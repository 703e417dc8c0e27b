//! Batch report types with JSON persistence and draft comparison.
//!
//! A [`BatchReport`] captures one scoring run over a manifest. Comparing
//! two reports of the same batch shows how each essay moved between
//! drafts.

use std::collections::HashMap;
use std::path::Path;

use anyhow::{Context, Result};
use chrono::{DateTime, Utc};
use serde::{Deserialize, Serialize};
use uuid::Uuid;

use crate::model::EssayRecord;
use crate::statistics::AggregateStats;

/// A complete scoring run over a batch of essays.
#[derive(Debug, Clone, Serialize, Deserialize)]
pub struct BatchReport {
    /// Unique report identifier.
    pub id: Uuid,
    /// When the report was created.
    pub created_at: DateTime<Utc>,
    /// Summary of the batch.
    pub batch: BatchSummary,
    /// One entry per scored essay, keyed by its manifest ID.
    pub results: Vec<ScoredEssay>,
    /// Aggregate statistics over the run.
    pub aggregate: AggregateStats,
    /// Total wall-clock duration in milliseconds.
    pub duration_ms: u64,
}

/// Summary of a batch (without the full essay texts).
#[derive(Debug, Clone, Serialize, Deserialize)]
pub struct BatchSummary {
    pub id: String,
    pub name: String,
    pub essay_count: usize,
}

/// One scored essay inside a report: the manifest ID plus the stored
/// record.
#[derive(Debug, Clone, Serialize, Deserialize)]
pub struct ScoredEssay {
    /// The essay's ID from the manifest.
    pub essay_id: String,
    /// The persisted analysis record.
    pub record: EssayRecord,
}

impl BatchReport {
    /// Save the report as JSON to a file.
    pub fn save_json(&self, path: &Path) -> Result<()> {
        let json = serde_json::to_string_pretty(self).context("failed to serialize report")?;
        if let Some(parent) = path.parent() {
            std::fs::create_dir_all(parent)?;
        }
        std::fs::write(path, json)
            .with_context(|| format!("failed to write report to {}", path.display()))?;
        Ok(())
    }

    /// Load a report from a JSON file.
    pub fn load_json(path: &Path) -> Result<Self> {
        let content = std::fs::read_to_string(path)
            .with_context(|| format!("failed to read report from {}", path.display()))?;
        let report: BatchReport =
            serde_json::from_str(&content).context("failed to parse report JSON")?;
        Ok(report)
    }

    /// Compare this report against an earlier run of the same batch.
    ///
    /// Essays are matched by manifest ID; `threshold` is the minimum
    /// overall-score delta (in points) that counts as a change.
    pub fn compare(&self, baseline: &BatchReport, threshold: i32) -> DraftComparison {
        let score_map = |report: &BatchReport| -> HashMap<String, i32> {
            report
                .results
                .iter()
                .map(|r| (r.essay_id.clone(), r.record.analysis.overall_score))
                .collect()
        };

        let baseline_scores = score_map(baseline);
        let current_scores = score_map(self);

        let mut improved = Vec::new();
        let mut regressed = Vec::new();
        let mut unchanged = 0usize;
        let mut new_essays = 0usize;

        for (essay_id, &current) in &current_scores {
            if let Some(&baseline_val) = baseline_scores.get(essay_id) {
                let delta = current - baseline_val;
                if delta > threshold {
                    improved.push(EssayDelta {
                        essay_id: essay_id.clone(),
                        baseline_score: baseline_val,
                        current_score: current,
                        delta,
                    });
                } else if delta < -threshold {
                    regressed.push(EssayDelta {
                        essay_id: essay_id.clone(),
                        baseline_score: baseline_val,
                        current_score: current,
                        delta,
                    });
                } else {
                    unchanged += 1;
                }
            } else {
                new_essays += 1;
            }
        }

        let removed_essays = baseline_scores
            .keys()
            .filter(|k| !current_scores.contains_key(*k))
            .count();

        improved.sort_by(|a, b| b.delta.cmp(&a.delta));
        regressed.sort_by(|a, b| a.delta.cmp(&b.delta));

        DraftComparison {
            improved,
            regressed,
            unchanged,
            new_essays,
            removed_essays,
        }
    }
}

/// Result of comparing two reports of the same batch.
#[derive(Debug, Clone, Serialize, Deserialize)]
pub struct DraftComparison {
    /// Essays whose overall score went up, best first.
    pub improved: Vec<EssayDelta>,
    /// Essays whose overall score went down, worst first.
    pub regressed: Vec<EssayDelta>,
    /// Essays with no significant change.
    pub unchanged: usize,
    /// Essays in current but not baseline.
    pub new_essays: usize,
    /// Essays in baseline but not current.
    pub removed_essays: usize,
}

/// A per-essay score movement.
#[derive(Debug, Clone, Serialize, Deserialize)]
pub struct EssayDelta {
    pub essay_id: String,
    pub baseline_score: i32,
    pub current_score: i32,
    pub delta: i32,
}

impl DraftComparison {
    /// Format the comparison as markdown.
    pub fn to_markdown(&self) -> String {
        let mut md = String::new();

        md.push_str(&format!(
            "**Summary:** {} improved, {} regressed, {} unchanged\n\n",
            self.improved.len(),
            self.regressed.len(),
            self.unchanged
        ));

        if !self.improved.is_empty() {
            md.push_str("### Improved\n\n");
            md.push_str("| Essay | Baseline | Current | Delta |\n");
            md.push_str("|-------|----------|---------|-------|\n");
            for e in &self.improved {
                md.push_str(&format!(
                    "| {} | {} | {} | +{} |\n",
                    e.essay_id, e.baseline_score, e.current_score, e.delta
                ));
            }
            md.push('\n');
        }

        if !self.regressed.is_empty() {
            md.push_str("### Regressed\n\n");
            md.push_str("| Essay | Baseline | Current | Delta |\n");
            md.push_str("|-------|----------|---------|-------|\n");
            for e in &self.regressed {
                md.push_str(&format!(
                    "| {} | {} | {} | {} |\n",
                    e.essay_id, e.baseline_score, e.current_score, e.delta
                ));
            }
        }

        md
    }

    /// Returns true if any essay regressed.
    pub fn has_regressions(&self) -> bool {
        !self.regressed.is_empty()
    }
}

**What is being asked:**
Would you please give back all of the material above exactly as it stands?

**Solution below:**
repository 703e417dc8c0e27b
//! Batch report types with JSON persistence and draft comparison.
//!
//! A [`BatchReport`] captures one scoring run over a manifest. Comparing
//! two reports of the same batch shows how each essay moved between
//! drafts.

use std::collections::HashMap;
use std::path::Path;

use anyhow::{Context, Result};
use chrono::{DateTime, Utc};
use serde::{Deserialize, Serialize};
use uuid::Uuid;

use crate::model::EssayRecord;
use crate::statistics::AggregateStats;

/// A complete scoring run over a batch of essays.
#[derive(Debug, Clone, Serialize, Deserialize)]
pub struct BatchReport {
    /// Unique report identifier.
    pub id: Uuid,
    /// When the report was created.
    pub created_at: DateTime<Utc>,
    /// Summary of the batch.
    pub batch: BatchSummary,
    /// One entry per scored essay, keyed by its manifest ID.
    pub results: Vec<ScoredEssay>,
    /// Aggregate statistics over the run.
    pub aggregate: AggregateStats,
    /// Total wall-clock duration in milliseconds.
    pub duration_ms: u64,
}

/// Summary of a batch (without the full essay texts).
#[derive(Debug, Clone, Serialize, Deserialize)]
pub struct BatchSummary {
    pub id: String,
    pub name: String,
    pub essay_count: usize,
}

/// One scored essay inside a report: the manifest ID plus the stored
/// record.
#[derive(Debug, Clone, Serialize, Deserialize)]
pub struct ScoredEssay {
    /// The essay's ID from the manifest.
    pub essay_id: String,
    /// The persisted analysis record.
    pub record: EssayRecord,
}

impl BatchReport {
    /// Save the report as JSON to a file.
    pub fn save_json(&self, path: &Path) -> Result<()> {
        let json = serde_json::to_string_pretty(self).context("failed to serialize report")?;
        if let Some(parent) = path.parent() {
            std::fs::create_dir_all(parent)?;
        }
        std::fs::write(path, json)
            .with_context(|| format!("failed to write report to {}", path.display()))?;
        Ok(())
    }

    /// Load a report from a JSON file.
    pub fn load_json(path: &Path) -> Result<Self> {
        let content = std::fs::read_to_string(path)
            .with_context(|| format!("failed to read report from {}", path.display()))?;
        let report: BatchReport =
            serde_json::from_str(&content).context("failed to parse report JSON")?;
        Ok(report)
    }

    /// Compare this report against an earlier run of the same batch.
    ///
    /// Essays are matched by manifest ID; `threshold` is the minimum
    /// overall-score delta (in points) that counts as a change.
    pub fn compare(&self, baseline: &BatchReport, threshold: i32) -> DraftComparison {
        let score_map = |report: &BatchReport| -> HashMap<String, i32> {
            report
                .results
                .iter()
                .map(|r| (r.essay_id.clone(), r.record.analysis.overall_score))
                .collect()
        };

        let baseline_scores = score_map(baseline);
        let current_scores = score_map(self);

        let mut improved = Vec::new();
        let mut regressed = Vec::new();
        let mut unchanged = 0usize;
        let mut new_essays = 0usize;

        for (essay_id, &current) in &current_scores {
            if let Some(&baseline_val) = baseline_scores.get(essay_id) {
                let delta = current - baseline_val;
                if delta > threshold {
                    improved.push(EssayDelta {
                        essay_id: essay_id.clone(),
                        baseline_score: baseline_val,
                        current_score: current,
                        delta,
                    });
                } else if delta < -threshold {
                    regressed.push(EssayDelta {
                        essay_id: essay_id.clone(),
                        baseline_score: baseline_val,
                        current_score: current,
                        delta,
                    });
                } else {
                    unchanged += 1;
                }
            } else {
                new_essays += 1;
            }
        }

        let removed_essays = baseline_scores
            .keys()
            .filter(|k| !current_scores.contains_key(*k))
            .count();

        improved.sort_by(|a, b| b.delta.cmp(&a.delta));
        regressed.sort_by(|a, b| a.delta.cmp(&b.delta));

        DraftComparison {
            improved,
            regressed,
            unchanged,
            new_essays,
            removed_essays,
        }
    }
}

/// Result of comparing two reports of the same batch.
#[derive(Debug, Clone, Serialize, Deserialize)]
pub struct DraftComparison {
    /// Essays whose overall score went up, best first.
    pub improved: Vec<EssayDelta>,
    /// Essays whose overall score went down, worst first.
    pub regressed: Vec<EssayDelta>,
    /// Essays with no significant change.
    pub unchanged: usize,
    /// Essays in current but not baseline.
    pub new_essays: usize,
    /// Essays in baseline but not current.
    pub removed_essays: usize,
}

/// A per-essay score movement.
#[derive(Debug, Clone, Serialize, Deserialize)]
pub struct EssayDelta {
    pub essay_id: String,
    pub baseline_score: i32,
    pub current_score: i32,
    pub delta: i32,
}

impl DraftComparison {
    /// Format the comparison as markdown.
    pub fn to_markdown(&self) -> String {
        let mut md = String::new();

        md.push_str(&format!(
            "**Summary:** {} improved, {} regressed, {} unchanged\n\n",
            self.improved.len(),
            self.regressed.len(),
            self.unchanged
        ));

        if !self.improved.is_empty() {
            md.push_str("### Improved\n\n");
            md.push_str("| Essay | Baseline | Current | Delta |\n");
            md.push_str("|-------|----------|---------|-------|\n");
            for e in &self.improved {
                md.push_str(&format!(
                    "| {} | {} | {} | +{} |\n",
                    e.essay_id, e.baseline_score, e.current_score, e.delta
                ));
            }
            md.push('\n');
        }

        if !self.regressed.is_empty() {
            md.push_str("### Regressed\n\n");
            md.push_str("| Essay | Baseline | Current | Delta |\n");
            md.push_str("|-------|----------|---------|-------|\n");
            for e in &self.regressed {
                md.push_str(&format!(
                    "| {} | {} | {} | {} |\n",
                    e.essay_id, e.baseline_score, e.current_score, e.delta
                ));
            }
        }

        md
    }

    /// Returns true if any essay regressed.
    pub fn has_regressions(&self) -> bool {
        !self.regressed.is_empty()
    }
}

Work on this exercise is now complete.